::: Data for this task

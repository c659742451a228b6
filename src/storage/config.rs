//! Configuration handling for astro-craft
//!
//! Configuration is stored in `craft.toml` (project root) and
//! `~/.config/astro-craft/config.toml` (global).

use std::fs;
use std::path::{Path, PathBuf};

use anyhow::{Context, Result};
use directories::ProjectDirs;
use serde::{Deserialize, Serialize};
use thiserror::Error;

use crate::domain::Conventions;

/// Project configuration file name
pub const CONFIG_FILE: &str = "craft.toml";

/// Written by `astro-craft init`
pub const DEFAULT_CONFIG: &str = r#"# astro-craft configuration

[conventions]
# Extension for components, layouts and pages
component_extension = "astro"

# Extension for API route files
route_extension = "ts"

# Import aliases used when wiring items into pages
components_alias = "@components"
layouts_alias = "@layouts"

# Element wrapping every page body
wrapper = "Layout"

# Method used by add-api when --method is omitted
default_method = "GET"
"#;

#[derive(Debug, Error)]
pub enum ConfigError {
    #[error("Invalid configuration: {0}")]
    Invalid(String),

    #[error("Failed to parse configuration: {0}")]
    Parse(String),
}

/// Output format for commands
#[derive(Debug, Clone, Copy, Serialize, Deserialize, Default, PartialEq, Eq, clap::ValueEnum)]
#[serde(rename_all = "snake_case")]
pub enum OutputFormat {
    #[default]
    Text,
    Json,
}

/// Project-level configuration
#[derive(Debug, Clone, Serialize, Deserialize, Default, PartialEq, Eq)]
#[serde(default)]
pub struct ProjectConfig {
    /// File naming and page wiring conventions
    pub conventions: Conventions,
}

/// Global user configuration
#[derive(Debug, Clone, Serialize, Deserialize, Default)]
#[serde(default)]
pub struct GlobalConfig {
    /// Default output format (text or json)
    pub default_format: OutputFormat,
}

/// Combined configuration (global + project)
#[derive(Debug, Clone)]
pub struct Config {
    pub project: ProjectConfig,
    pub global: GlobalConfig,
}

impl Config {
    /// Loads configuration for a specific project root
    pub fn for_project(project_root: &Path) -> Result<Self> {
        let global = Self::load_global()?;
        let project = Self::load_project_config(project_root)?;

        Ok(Self { project, global })
    }

    /// Returns the global config directory
    pub fn global_config_dir() -> Option<PathBuf> {
        ProjectDirs::from("dev", "astro-craft", "astro-craft").map(|dirs| dirs.config_dir().to_path_buf())
    }

    /// Loads global configuration
    fn load_global() -> Result<GlobalConfig> {
        let config_dir = match Self::global_config_dir() {
            Some(dir) => dir,
            None => return Ok(GlobalConfig::default()),
        };

        let config_path = config_dir.join("config.toml");
        if !config_path.exists() {
            return Ok(GlobalConfig::default());
        }

        let content = fs::read_to_string(&config_path)
            .with_context(|| format!("Failed to read global config: {}", config_path.display()))?;

        toml::from_str(&content)
            .map_err(|e| ConfigError::Parse(e.to_string()))
            .context("Failed to parse global config")
    }

    /// Loads and validates `craft.toml` from a project root
    fn load_project_config(project_root: &Path) -> Result<ProjectConfig> {
        let config_path = project_root.join(CONFIG_FILE);

        if !config_path.exists() {
            return Ok(ProjectConfig::default());
        }

        let content = fs::read_to_string(&config_path)
            .with_context(|| format!("Failed to read project config: {}", config_path.display()))?;

        Self::parse_project_config(&content)
            .with_context(|| format!("Failed to load project config: {}", config_path.display()))
    }

    fn parse_project_config(content: &str) -> Result<ProjectConfig, ConfigError> {
        let config: ProjectConfig =
            toml::from_str(content).map_err(|e| ConfigError::Parse(e.to_string()))?;

        config
            .conventions
            .validate()
            .map_err(|e| ConfigError::Invalid(e.to_string()))?;

        Ok(config)
    }

    /// Finds the project root by looking for `craft.toml` from `start` upwards
    pub fn find_project_root(start: &Path) -> Option<PathBuf> {
        let mut current = start.to_path_buf();

        loop {
            if current.join(CONFIG_FILE).is_file() {
                return Some(current);
            }

            if !current.pop() {
                return None;
            }
        }
    }
}

#[cfg(test)]
mod tests {
    use super::*;
    use crate::domain::HttpMethod;
    use tempfile::TempDir;

    #[test]
    fn default_config_matches_defaults() {
        let config = Config::parse_project_config(DEFAULT_CONFIG).unwrap();
        assert_eq!(config, ProjectConfig::default());
    }

    #[test]
    fn parse_partial_project_config() {
        let toml = r#"
[conventions]
route_extension = "js"
default_method = "post"
"#;

        let config = Config::parse_project_config(toml).unwrap();
        assert_eq!(config.conventions.route_extension, "js");
        assert_eq!(config.conventions.component_extension, "astro");
        assert_eq!(config.conventions.method().unwrap(), HttpMethod::Post);
    }

    #[test]
    fn invalid_conventions_are_rejected() {
        let toml = r#"
[conventions]
wrapper = "main"
"#;

        let err = Config::parse_project_config(toml).unwrap_err();
        assert!(matches!(err, ConfigError::Invalid(_)));
    }

    #[test]
    fn malformed_toml_is_a_parse_error() {
        let err = Config::parse_project_config("[conventions\n").unwrap_err();
        assert!(matches!(err, ConfigError::Parse(_)));
    }

    #[test]
    fn parse_global_config() {
        let config: GlobalConfig = toml::from_str("default_format = \"json\"\n").unwrap();
        assert_eq!(config.default_format, OutputFormat::Json);
    }

    #[test]
    fn find_project_root_walks_up() {
        let dir = TempDir::new().unwrap();
        fs::write(dir.path().join(CONFIG_FILE), DEFAULT_CONFIG).unwrap();

        let sub_dir = dir.path().join("src").join("pages");
        fs::create_dir_all(&sub_dir).unwrap();

        let root = Config::find_project_root(&sub_dir);
        assert_eq!(root.as_deref(), Some(dir.path()));
    }

    #[test]
    fn find_project_root_without_config() {
        let dir = TempDir::new().unwrap();
        let sub_dir = dir.path().join("nested");
        fs::create_dir_all(&sub_dir).unwrap();

        // Ancestors of a temp dir are not expected to hold a craft.toml
        let root = Config::find_project_root(&sub_dir);
        assert!(root.map_or(true, |r| !r.starts_with(dir.path())));
    }
}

::::::

**Work instruction**
Look through the data above and return each line where the string "display" occurs.

**Answer to this problem**
            .with_context(|| format!("Failed to read global config: {}", config_path.display()))?;
            .with_context(|| format!("Failed to read project config: {}", config_path.display()))?;
            .with_context(|| format!("Failed to load project config: {}", config_path.display()))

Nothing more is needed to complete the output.